--- DATA EXTRACTS ---

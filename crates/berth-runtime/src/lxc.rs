use crate::backend::{
    ContainerBackend, ContainerSpec, DeviceNode, ExecRequest, InterfaceConfig, NetfilterCommand,
    Spawned,
};
use crate::layout::{ContainerLayout, CONTAINER_GATEWAY_DIR};
use crate::mount::{self, shell_quote, BindMount};
use crate::proxy::{ProxyHandle, ProxySpec, ProxyTable};
use crate::RuntimeError;
use berth_schema::ContainerName;
use serde::{Deserialize, Serialize};
use std::fs::OpenOptions;
use std::path::{Path, PathBuf};
use std::process::{Command, Output, Stdio};
use std::sync::atomic::{AtomicU64, Ordering};
use std::time::Duration;
use tracing::{debug, info, warn};

#[derive(Debug, Clone, PartialEq, Eq, Serialize, Deserialize)]
pub struct LxcSettings {
    pub lxc_path: PathBuf,
    pub template: String,
    pub proxy_program: String,
}

impl Default for LxcSettings {
    fn default() -> Self {
        Self {
            lxc_path: PathBuf::from("/var/lib/lxc"),
            template: "none".to_owned(),
            proxy_program: "dbus-proxy".to_owned(),
        }
    }
}

/// Drives containers through the `lxc-*` command line tools.
pub struct LxcBackend {
    layout: ContainerLayout,
    settings: LxcSettings,
    proxies: ProxyTable,
    staging: AtomicU64,
}

impl LxcBackend {
    pub fn new(layout: ContainerLayout, settings: LxcSettings) -> Self {
        let proxies = ProxyTable::new(settings.proxy_program.clone());
        Self {
            layout,
            settings,
            proxies,
            staging: AtomicU64::new(0),
        }
    }

    fn lxc(&self, tool: &str, name: &str) -> Command {
        let mut cmd = Command::new(tool);
        cmd.arg("-P")
            .arg(&self.settings.lxc_path)
            .arg("-n")
            .arg(name)
            .stdin(Stdio::null());
        cmd
    }

    fn rootfs(&self, name: &str) -> PathBuf {
        self.settings.lxc_path.join(name).join("rootfs")
    }

    /// Run a command inside the container and wait for it.
    fn attach_wait(&self, name: &str, argv: &[&str]) -> Result<Output, RuntimeError> {
        let mut cmd = self.lxc("lxc-attach", name);
        cmd.arg("--").args(argv);
        run(&mut cmd, &argv.join(" "))
    }

    fn create_args(&self, spec: &ContainerSpec) -> Vec<String> {
        let name = spec.name.as_str();
        let mut defines = vec![format!(
            "lxc.mount.entry={} {} none rbind,create=dir 0 0",
            self.layout.gateway_dir(name).display(),
            CONTAINER_GATEWAY_DIR.trim_start_matches('/')
        )];
        if spec.options.write_buffer {
            let upper = self.layout.write_buffer_dir(name).join("upper");
            defines.push(format!(
                "lxc.rootfs.path=overlay:{}:{}",
                self.rootfs(name).display(),
                upper.display()
            ));
        }

        let mut args = Vec::new();
        for define in defines {
            args.push("-s".to_owned());
            args.push(define);
        }
        args.extend(["-d", "--", "sleep", "infinity"].map(str::to_owned));
        args
    }
}

fn run(cmd: &mut Command, what: &str) -> Result<Output, RuntimeError> {
    let output = cmd
        .output()
        .map_err(|e| RuntimeError::ExecFailed(format!("{what}: {e}")))?;
    if !output.status.success() {
        return Err(RuntimeError::CommandFailed {
            command: what.to_owned(),
            stderr: String::from_utf8_lossy(&output.stderr).trim().to_owned(),
        });
    }
    Ok(output)
}

fn command_line(request: &ExecRequest) -> String {
    match request.cwd.as_deref().filter(|c| !c.is_empty()) {
        Some(cwd) => format!("cd {} && exec {}", shell_quote(cwd), request.command),
        None => format!("exec {}", request.command),
    }
}

impl ContainerBackend for LxcBackend {
    fn name(&self) -> &'static str {
        "lxc"
    }

    fn available(&self) -> bool {
        Command::new("lxc-create")
            .arg("--version")
            .output()
            .is_ok_and(|o| o.status.success())
    }

    fn layout(&self) -> &ContainerLayout {
        &self.layout
    }

    fn create(&self, spec: &ContainerSpec) -> Result<(), RuntimeError> {
        let name = spec.name.as_str();
        self.layout.create_scaffolding(name)?;
        if self.exists(name)? {
            return Err(RuntimeError::AlreadyExists(name.to_owned()));
        }

        run(
            self.lxc("lxc-create", name)
                .arg("-t")
                .arg(&self.settings.template),
            "lxc-create",
        )?;

        if spec.options.write_buffer {
            let buffer = self.layout.write_buffer_dir(name);
            if spec.options.tmpfs_write_buffer {
                mount::mount_tmpfs(&buffer, spec.options.tmpfs_size)?;
            }
            std::fs::create_dir_all(buffer.join("upper"))?;
        }

        run(self.lxc("lxc-start", name).args(self.create_args(spec)), "lxc-start")?;
        run(
            self.lxc("lxc-wait", name).args(["-s", "RUNNING", "-t", "10"]),
            "lxc-wait",
        )?;
        info!("container {name} started");
        Ok(())
    }

    fn list(&self) -> Result<Vec<ContainerName>, RuntimeError> {
        let output = run(
            Command::new("lxc-ls")
                .arg("-P")
                .arg(&self.settings.lxc_path)
                .arg("-1")
                .stdin(Stdio::null()),
            "lxc-ls",
        )?;
        Ok(String::from_utf8_lossy(&output.stdout)
            .lines()
            .map(str::trim)
            .filter(|l| !l.is_empty())
            .map(ContainerName::from)
            .collect())
    }

    fn bind_mount(&self, name: &str, mount: &BindMount) -> Result<(), RuntimeError> {
        // Mount on the host inside the shared late-mount dir, then move the
        // mount to its final place from inside the container.
        let n = self.staging.fetch_add(1, Ordering::Relaxed);
        let staging_name = format!(".mnt-{n}");
        let staging = self.layout.gateway_dir(name).join(&staging_name);
        mount::mount_bind(&mount.source, &staging, mount.read_only)?;

        let inner = ContainerLayout::in_container(&staging_name);
        let target = mount.target.to_string_lossy();
        let script = if mount.source.is_dir() {
            format!("mkdir -p {0}", shell_quote(&target))
        } else {
            format!(
                "mkdir -p \"$(dirname {0})\" && touch {0}",
                shell_quote(&target)
            )
        };
        let script = format!(
            "{script} && mount --move {} {}",
            shell_quote(&inner.to_string_lossy()),
            shell_quote(&target)
        );
        if let Err(e) = self.attach_wait(name, &["/bin/sh", "-c", &script]) {
            let _ = mount::unmount(&staging);
            return Err(e);
        }
        debug!("{name}: mounted {} at {target}", mount.source.display());
        Ok(())
    }

    fn unmount(&self, name: &str, target: &Path) -> Result<(), RuntimeError> {
        self.attach_wait(name, &["umount", "-l", &target.to_string_lossy()])?;
        Ok(())
    }

    fn set_cgroup_item(&self, name: &str, key: &str, value: &str) -> Result<(), RuntimeError> {
        let output = self
            .lxc("lxc-cgroup", name)
            .args([key, value])
            .output()
            .map_err(|e| RuntimeError::ExecFailed(format!("lxc-cgroup: {e}")))?;
        if output.status.success() {
            Ok(())
        } else {
            Err(RuntimeError::CgroupRejected {
                key: key.to_owned(),
                value: value.to_owned(),
                reason: String::from_utf8_lossy(&output.stderr).trim().to_owned(),
            })
        }
    }

    fn add_device(&self, name: &str, device: &DeviceNode) -> Result<(), RuntimeError> {
        let path = device.path.to_string_lossy();
        // Re-applying a device only changes its mode.
        let present = self.attach_wait(name, &["test", "-e", &path]).is_ok();
        if !present {
            match device.numbers {
                Some((major, minor)) => {
                    self.attach_wait(
                        name,
                        &["mknod", &path, "c", &major.to_string(), &minor.to_string()],
                    )?;
                }
                None => {
                    run(self.lxc("lxc-device", name).args(["add", &path]), "lxc-device")?;
                }
            }
        }
        if let Some(mode) = device.mode {
            self.attach_wait(name, &["chmod", &format!("{mode:o}"), &path])?;
        }
        Ok(())
    }

    fn network_up(&self, name: &str, iface: &InterfaceConfig) -> Result<(), RuntimeError> {
        let address = format!("{}/{}", iface.address, iface.prefix_len);
        self.attach_wait(name, &["ip", "link", "set", "eth0", "up"])?;
        self.attach_wait(name, &["ip", "addr", "add", &address, "dev", "eth0"])?;
        self.attach_wait(
            name,
            &["ip", "route", "replace", "default", "via", &iface.gateway.to_string()],
        )?;
        Ok(())
    }

    fn apply_netfilter(&self, name: &str, commands: &[NetfilterCommand]) -> Result<(), RuntimeError> {
        for command in commands {
            let mut argv: Vec<&str> = vec!["iptables"];
            argv.extend(command.iter().map(String::as_str));
            self.attach_wait(name, &argv)?;
        }
        Ok(())
    }

    fn spawn_bus_proxy(&self, spec: &ProxySpec) -> Result<ProxyHandle, RuntimeError> {
        self.proxies.spawn(spec)
    }

    fn update_bus_proxy(&self, handle: &ProxyHandle, config: &str) -> Result<(), RuntimeError> {
        self.proxies.update(handle, config)
    }

    fn stop_bus_proxy(&self, handle: &ProxyHandle) -> Result<(), RuntimeError> {
        self.proxies.stop(handle)
    }

    fn attach(&self, name: &str, request: &ExecRequest) -> Result<Spawned, RuntimeError> {
        let mut cmd = self.lxc("lxc-attach", name);
        cmd.arg("--clear-env");
        for (key, value) in &request.env {
            cmd.arg("-v").arg(format!("{key}={value}"));
        }
        cmd.args(["--", "/bin/sh", "-c"]).arg(command_line(request));

        if let Some(path) = &request.stdout {
            let out = OpenOptions::new().create(true).append(true).open(path)?;
            let err = out.try_clone()?;
            cmd.stdout(out).stderr(err);
        } else {
            cmd.stdout(Stdio::null()).stderr(Stdio::null());
        }

        let child = cmd
            .spawn()
            .map_err(|e| RuntimeError::ExecFailed(format!("lxc-attach failed to start: {e}")))?;
        Ok(Spawned {
            pid: child.id(),
            child: Some(child),
        })
    }

    fn freeze(&self, name: &str) -> Result<(), RuntimeError> {
        run(&mut self.lxc("lxc-freeze", name), "lxc-freeze")?;
        Ok(())
    }

    fn unfreeze(&self, name: &str) -> Result<(), RuntimeError> {
        run(&mut self.lxc("lxc-unfreeze", name), "lxc-unfreeze")?;
        Ok(())
    }

    fn destroy(&self, name: &str, timeout: Duration) -> Result<(), RuntimeError> {
        if self.exists(name)? {
            let secs = timeout.as_secs().max(1).to_string();
            if let Err(e) = run(self.lxc("lxc-stop", name).args(["-t", &secs]), "lxc-stop") {
                warn!("{name}: graceful stop failed ({e}), killing");
                run(self.lxc("lxc-stop", name).arg("-k"), "lxc-stop -k")?;
            }
            run(&mut self.lxc("lxc-destroy", name), "lxc-destroy")?;
        }

        let gateways = self.layout.gateway_dir(name);
        if let Ok(entries) = std::fs::read_dir(&gateways) {
            for entry in entries.filter_map(Result::ok) {
                mount::unmount(&entry.path())?;
            }
        }
        mount::unmount(&self.layout.write_buffer_dir(name))?;
        self.layout.remove_scaffolding(name)?;
        info!("container {name} destroyed");
        Ok(())
    }
}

---

### TASK
Show all lines from the data above in which the word "extend" appears.

### ANSWER TO THIS PROBLEM
        args.extend(["-d", "--", "sleep", "infinity"].map(str::to_owned));
            argv.extend(command.iter().map(String::as_str));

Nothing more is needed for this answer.